Copy out all lines of the records in which the word "bool" appears.

Data entries
────────────────────────────────────────
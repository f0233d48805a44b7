use std::{error::Error, time::Duration};

use diesel::{r2d2::ConnectionManager, PgConnection, RunQueryDsl};
use r2d2::{CustomizeConnection, Pool, PooledConnection};

use crate::configuration::DatabaseSettings;

pub type DbPool = Pool<ConnectionManager<PgConnection>>;
pub type DbConnection = PooledConnection<ConnectionManager<PgConnection>>;

pub fn error_fmt_chain(f: &mut std::fmt::Formatter<'_>, source: &Option<impl Error>) -> std::fmt::Result{
    if let Some(error) = source{
        write!(f, "\n\tCaused By:\n\t")?;
        write!(f, "{:?}", &error)?;
        error_fmt_chain(f, &error.source())
    } else {
        Ok(())
    }
}

// Sets statement_timeout on every new connection so that a query abandoned by
// the caller's deadline is also cancelled server side
#[derive(Debug, Clone, Copy)]
pub struct StatementTimeout(pub Duration);

impl CustomizeConnection<PgConnection, diesel::r2d2::Error> for StatementTimeout {
    fn on_acquire(&self, conn: &mut PgConnection) -> Result<(), diesel::r2d2::Error> {
        diesel::sql_query(format!("SET statement_timeout = {}", self.0.as_millis()))
            .execute(conn)
            .map(|_| ())
            .map_err(diesel::r2d2::Error::QueryError)
    }
}

// Connections are opened lazily, the first checkout establishes them
pub fn get_connection_pool(settings: &DatabaseSettings) -> DbPool {
    let manager = ConnectionManager::<PgConnection>::new(settings.get_database_table_url());

    Pool::builder()
        .connection_timeout(settings.timeout())
        .connection_customizer(Box::new(StatementTimeout(settings.timeout())))
        .build_unchecked(manager)
}
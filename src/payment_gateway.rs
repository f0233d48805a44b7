use std::fmt::Debug;
use std::error::Error;

use reqwest::{Client, Response, StatusCode, Url};
use secrecy::{ExposeSecret, SecretString};
use serde::{de::DeserializeOwned, Deserialize, Serialize};
use thiserror::Error;

use crate::{configuration::StripeSettings, domain::payment_amount::PaymentAmount, utils::error_fmt_chain};

pub const FALLBACK_DECLINE_MESSAGE: &str = "Your card was declined.";

// Map a processor error code to the message shown to the card holder
pub fn card_error_message(code: Option<&str>) -> &'static str {
    match code {
        Some("card_declined") => "Your card was declined",
        Some("expired_card") => "Your card has expired",
        Some("incorrect_cvc") => "Your card's security code is incorrect",
        Some("incorrect_zip") => "Incorrect zip/postal code",
        Some("amount_too_large") => "The amount is too large to charge to your card",
        Some("amount_too_small") => "The amount is too small to charge to your card",
        Some("balance_insufficient") => "Insufficient balance",
        Some("postal_code_invalid") => "Your postal code was invalid",
        _ => FALLBACK_DECLINE_MESSAGE
    }
}

// Client for the payment processor's payment intent API. Makes exactly one
// request per call, there are no retries.
#[derive(Clone)]
pub struct PaymentGateway {
    http_client: Client,
    base_url: String,
    secret_key: SecretString,
}

impl PaymentGateway {
    pub fn new(base_url: String, secret_key: SecretString) -> PaymentGateway {
        Self {
            http_client: Client::new(),
            base_url,
            secret_key,
        }
    }

    pub fn from_settings(settings: &StripeSettings) -> PaymentGateway {
        Self::new(settings.base_url.clone(), settings.secret_key.clone())
    }

    #[tracing::instrument(
        "Charging card",
        skip(self)
    )]
    pub async fn charge(
        &self,
        currency: &str,
        amount: PaymentAmount
    ) -> Result<PaymentIntent, ChargeError> {
        self.create_payment_intent(currency, amount).await
    }

    #[tracing::instrument(
        "Creating payment intent",
        skip(self)
    )]
    pub async fn create_payment_intent(
        &self,
        currency: &str,
        amount: PaymentAmount
    ) -> Result<PaymentIntent, ChargeError> {
        let url = format!("{}/v1/payment_intents", self.base_url);
        let request_body = CreatePaymentIntentRequest {
            amount: i64::from(amount.inner()),
            currency,
        };

        let response = self.http_client
            .post(url)
            .bearer_auth(self.secret_key.expose_secret())
            .form(&request_body)
            .send()
            .await?;

        parse_response(response).await
    }

    #[tracing::instrument(
        "Retrieving payment method",
        skip(self)
    )]
    pub async fn retrieve_payment_method(
        &self,
        payment_method_id: &str
    ) -> Result<PaymentMethod, ChargeError> {
        if payment_method_id.trim().is_empty() {
            return Err(ChargeError::InvalidRequest("payment method id is empty".to_string()));
        }

        // The id is pushed as a single encoded segment so it cannot leave /v1/payment_methods
        let mut url = Url::parse(&self.base_url)
                        .map_err(|e| ChargeError::InvalidRequest(e.to_string()))?;
        url.path_segments_mut()
            .map_err(|_| ChargeError::InvalidRequest("base url cannot carry a path".to_string()))?
            .pop_if_empty()
            .extend(["v1", "payment_methods", payment_method_id]);

        let response = self.http_client
            .get(url)
            .bearer_auth(self.secret_key.expose_secret())
            .send()
            .await?;

        parse_response(response).await
    }
}

async fn parse_response<T: DeserializeOwned>(response: Response) -> Result<T, ChargeError> {
    let status = response.status();
    if status.is_success() {
        return Ok(response.json::<T>().await?);
    }

    let body = response.text().await?;
    match serde_json::from_str::<ProcessorErrorBody>(&body) {
        Ok(parsed) => Err(ChargeError::Rejected(parsed.error)),
        Err(_) => Err(ChargeError::UnexpectedResponse { status, body })
    }
}

#[derive(Serialize, Debug)]
pub struct CreatePaymentIntentRequest<'a> {
    pub amount: i64,
    pub currency: &'a str,
}

#[derive(Deserialize, Debug, Clone, PartialEq)]
pub struct PaymentIntent {
    pub id: String,
    pub amount: i64,
    pub currency: String,
    pub status: String,
    #[serde(default)]
    pub latest_charge: Option<String>,
}

impl PaymentIntent {
    // Processor reference kept on the transaction row
    pub fn bank_return_code(&self) -> &str {
        self.latest_charge.as_deref().unwrap_or(&self.id)
    }
}

#[derive(Deserialize, Debug, Clone, PartialEq)]
pub struct PaymentMethod {
    pub id: String,
    pub card: Option<CardDetails>,
}

#[derive(Deserialize, Debug, Clone, PartialEq)]
pub struct CardDetails {
    pub last4: String,
    pub exp_month: i32,
    pub exp_year: i32,
}

#[derive(Deserialize, Debug)]
struct ProcessorErrorBody {
    error: ProcessorError,
}

// Structured error object returned by the processor
#[derive(Deserialize, Debug, Clone, PartialEq)]
pub struct ProcessorError {
    #[serde(rename = "type")]
    pub kind: Option<String>,
    pub code: Option<String>,
    pub decline_code: Option<String>,
    pub message: Option<String>,
}

impl std::fmt::Display for ProcessorError {
    fn fmt(&self, f: &mut std::fmt::Formatter<'_>) -> std::fmt::Result {
        write!(
            f,
            "{} ({}): {}",
            self.kind.as_deref().unwrap_or("unknown_error"),
            self.code.as_deref().unwrap_or("no code"),
            self.message.as_deref().unwrap_or("")
        )
    }
}

impl Error for ProcessorError {}

#[derive(Error)]
pub enum ChargeError {
    #[error("Payment processor rejected the request")]
    Rejected(#[source] ProcessorError),
    #[error("Unexpected {status} response from payment processor")]
    UnexpectedResponse { status: StatusCode, body: String },
    #[error("Failed to communicate with payment processor")]
    TransportError(#[from] reqwest::Error),
    #[error("Refused to build payment processor request: {0}")]
    InvalidRequest(String),
}

impl ChargeError {
    pub fn code(&self) -> Option<&str> {
        match self {
            ChargeError::Rejected(e) => e.code.as_deref(),
            _ => None
        }
    }

    // Message safe to show the card holder
    pub fn user_message(&self) -> &'static str {
        card_error_message(self.code())
    }
}

impl Debug for ChargeError {
    fn fmt(&self, f: &mut std::fmt::Formatter<'_>) -> std::fmt::Result {
        write!(f, "{}", self)?;
        error_fmt_chain(f, &self.source())
    }
}
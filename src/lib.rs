pub mod checkout;
pub mod configuration;
pub mod db_interaction;
pub mod domain;
pub mod models;
pub mod password;
pub mod payment_gateway;
pub mod routes;
pub mod schema;
pub mod startup;
pub mod telemetry;
pub mod utils;
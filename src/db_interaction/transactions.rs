use diesel::{dsl::now, ExpressionMethods, RunQueryDsl};

use crate::{models::NewTransaction, schema::transactions};

use super::{Store, StoreError};

impl Store {
    #[tracing::instrument(
        "Inserting transaction into the database",
        skip(self)
    )]
    pub async fn insert_transaction(&self, txn: NewTransaction) -> Result<i32, StoreError> {
        self.run(move |conn| {
            diesel::insert_into(transactions::table)
                .values((
                    transactions::amount.eq(txn.amount),
                    transactions::currency.eq(txn.currency),
                    transactions::last_four.eq(txn.last_four),
                    transactions::bank_return_code.eq(txn.bank_return_code),
                    transactions::transaction_status_id.eq(txn.status.id()),
                    transactions::expiry_month.eq(txn.expiry_month),
                    transactions::expiry_year.eq(txn.expiry_year),
                    transactions::created_at.eq(now),
                    transactions::updated_at.eq(now)
                ))
                .returning(transactions::id)
                .get_result::<i32>(conn)
        })
        .await
    }
}
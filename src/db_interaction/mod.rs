use std::{error::Error, fmt::Debug, time::{Duration, Instant}};

use diesel::{result::DatabaseErrorKind, Connection, RunQueryDsl};
use thiserror::Error;

use crate::{configuration::DatabaseSettings, telemetry::spawn_blocking_with_tracing, utils::{error_fmt_chain, get_connection_pool, DbConnection, DbPool}};

mod customers;
mod orders;
mod transactions;
mod users;
mod widgets;

// Errors from any store call
#[derive(Error)]
pub enum StoreError{
    #[error("Failed to get connection from pool")]
    DbPoolError(#[from] r2d2::Error),
    #[error("Failed due to threadpool error")]
    ThreadpoolError(#[from] tokio::task::JoinError),
    #[error("Failed to run query")]
    QueryError(#[from] diesel::result::Error),
    #[error("Database call did not complete within {0:?}")]
    Timeout(Duration)
}

impl StoreError {
    pub fn is_not_found(&self) -> bool {
        matches!(self, StoreError::QueryError(diesel::result::Error::NotFound))
    }

    pub fn is_unique_violation(&self) -> bool {
        matches!(
            self,
            StoreError::QueryError(diesel::result::Error::DatabaseError(DatabaseErrorKind::UniqueViolation, _))
        )
    }
}

impl Debug for StoreError {
    fn fmt(&self, f: &mut std::fmt::Formatter<'_>) -> std::fmt::Result {
        write!(f, "{}", self)?;
        error_fmt_chain(f, &self.source())
    }
}

// Typed access to the checkout tables. Every call runs in its own database
// transaction and fails once `timeout` has elapsed.
#[derive(Clone)]
pub struct Store{
    pool: DbPool,
    timeout: Duration
}

impl Store {
    pub fn new(pool: DbPool, timeout: Duration) -> Self {
        Self{ pool, timeout }
    }

    pub fn from_settings(settings: &DatabaseSettings) -> Self {
        Self::new(get_connection_pool(settings), settings.timeout())
    }

    // The deadline covers the pool checkout and every statement. Work that
    // overruns it is rolled back, so a Timeout never leaves a committed row.
    async fn run<T, F>(&self, operation: F) -> Result<T, StoreError>
    where
        F: FnOnce(&mut DbConnection) -> Result<T, diesel::result::Error> + Send + 'static,
        T: Send + 'static
    {
        let pool = self.pool.clone();
        let limit = self.timeout;
        let deadline = Instant::now() + limit;

        let task = spawn_blocking_with_tracing(move || -> Result<T, StoreError> {
            let mut conn = pool.get_timeout(limit)?;

            conn.transaction::<T, StoreError, _>(|conn| {
                let remaining = time_left(deadline).ok_or(StoreError::Timeout(limit))?;
                diesel::sql_query(format!("SET LOCAL statement_timeout = {}", remaining.as_millis().max(1)))
                    .execute(conn)?;

                let res = operation(conn);

                if time_left(deadline).is_none() {
                    return Err(StoreError::Timeout(limit));
                }
                Ok(res?)
            })
        });

        let outcome = task.await?;

        if let Err(e) = &outcome {
            tracing::error!("{:?}", e);
        }

        outcome
    }
}

fn time_left(deadline: Instant) -> Option<Duration> {
    deadline.checked_duration_since(Instant::now())
        .filter(|remaining| !remaining.is_zero())
}
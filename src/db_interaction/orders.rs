use diesel::{dsl::now, ExpressionMethods, RunQueryDsl};

use crate::{models::NewOrder, schema::orders};

use super::{Store, StoreError};

impl Store {
    // transaction_id, customer_id and widget_id must already exist, the
    // foreign keys reject anything else
    #[tracing::instrument(
        "Inserting order into the database",
        skip(self)
    )]
    pub async fn insert_order(&self, order: NewOrder) -> Result<i32, StoreError> {
        self.run(move |conn| {
            diesel::insert_into(orders::table)
                .values((
                    orders::widget_id.eq(order.widget_id),
                    orders::transaction_id.eq(order.transaction_id),
                    orders::status_id.eq(order.status.id()),
                    orders::quantity.eq(order.quantity),
                    orders::amount.eq(order.amount),
                    orders::customer_id.eq(order.customer_id),
                    orders::created_at.eq(now),
                    orders::updated_at.eq(now)
                ))
                .returning(orders::id)
                .get_result::<i32>(conn)
        })
        .await
    }
}
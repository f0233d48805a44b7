use diesel::{dsl::now, ExpressionMethods, RunQueryDsl};

use crate::{models::NewCustomer, schema::customers};

use super::{Store, StoreError};

impl Store {
    #[tracing::instrument(
        "Inserting customer into the database",
        skip(self)
    )]
    pub async fn insert_customer(&self, customer: NewCustomer) -> Result<i32, StoreError> {
        self.run(move |conn| {
            diesel::insert_into(customers::table)
                .values((
                    customers::first_name.eq(customer.first_name),
                    customers::last_name.eq(customer.last_name),
                    customers::email.eq(customer.email),
                    customers::created_at.eq(now),
                    customers::updated_at.eq(now)
                ))
                .returning(customers::id)
                .get_result::<i32>(conn)
        })
        .await
    }
}
use std::fmt::Debug;

// A charge amount in the smallest currency unit, always greater than zero
#[derive(Debug, Clone, Copy, PartialEq, Eq)]
pub struct PaymentAmount(i32);

impl PaymentAmount{
    pub fn parse(amount: &str) -> Result<PaymentAmount, String>{
        match amount.trim().parse::<i32>() {
            Ok(value) if value > 0 => Ok(Self(value)),
            Ok(value) => Err(format!("{} is not a positive amount", value)),
            Err(_) => Err(format!("{} is not a valid amount", amount))
        }
    }

    pub fn inner(&self) -> i32 {
        self.0
    }
}

impl TryFrom<i32> for PaymentAmount {
    type Error = String;

    fn try_from(value: i32) -> Result<Self, Self::Error> {
        if value > 0 {
            Ok(Self(value))
        } else {
            Err(format!("{} is not a positive amount", value))
        }
    }
}

impl std::fmt::Display for PaymentAmount {
    fn fmt(&self, f: &mut std::fmt::Formatter<'_>) -> std::fmt::Result {
        std::fmt::Display::fmt(&self.0, f)
    }
}
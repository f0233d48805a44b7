use anyhow::Context;
use argon2::{password_hash::{rand_core::OsRng, SaltString}, Argon2, PasswordHasher};
use secrecy::{ExposeSecret, SecretString};

use crate::telemetry::spawn_blocking_with_tracing;

// Function to compute password hash
pub fn compute_password_hash(password: SecretString) -> Result<SecretString, anyhow::Error>{
    let salt = SaltString::generate(&mut OsRng);
    let password_hash = Argon2::default()
                            .hash_password(password.expose_secret().as_bytes(), &salt)
                            .map_err(|_| anyhow::anyhow!("Failed to compute password hash"))?
                            .to_string();

    Ok(SecretString::from(password_hash))
}

// Hash off the async executor, argon2 is deliberately slow
#[tracing::instrument(
    "Hashing account password",
    skip_all
)]
pub async fn hash_password(password: SecretString) -> Result<SecretString, anyhow::Error>{
    spawn_blocking_with_tracing(move || compute_password_hash(password))
        .await
        .context("Failed due to threadpool error")?
}
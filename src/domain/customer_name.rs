// First and last name for a customer record. Explicit names win, otherwise
// the card holder name is split on its first whitespace.
#[derive(Debug, Clone, PartialEq, Eq)]
pub struct CustomerName{
    pub first_name: String,
    pub last_name: String
}

impl CustomerName {
    pub fn resolve(
        first_name: Option<&str>,
        last_name: Option<&str>,
        cardholder_name: &str
    ) -> Self {
        let first_name = first_name.map(str::trim).filter(|s| !s.is_empty());
        let last_name = last_name.map(str::trim).filter(|s| !s.is_empty());

        let (split_first, split_last) = match cardholder_name.trim().split_once(char::is_whitespace) {
            Some((first, last)) => (first, last.trim()),
            None => (cardholder_name.trim(), "")
        };

        Self{
            first_name: first_name.unwrap_or(split_first).to_string(),
            last_name: last_name.unwrap_or(split_last).to_string()
        }
    }
}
────────────────────────────────────────
Exercise response:
    pub fn is_not_found(&self) -> bool {
    pub fn is_unique_violation(&self) -> bool {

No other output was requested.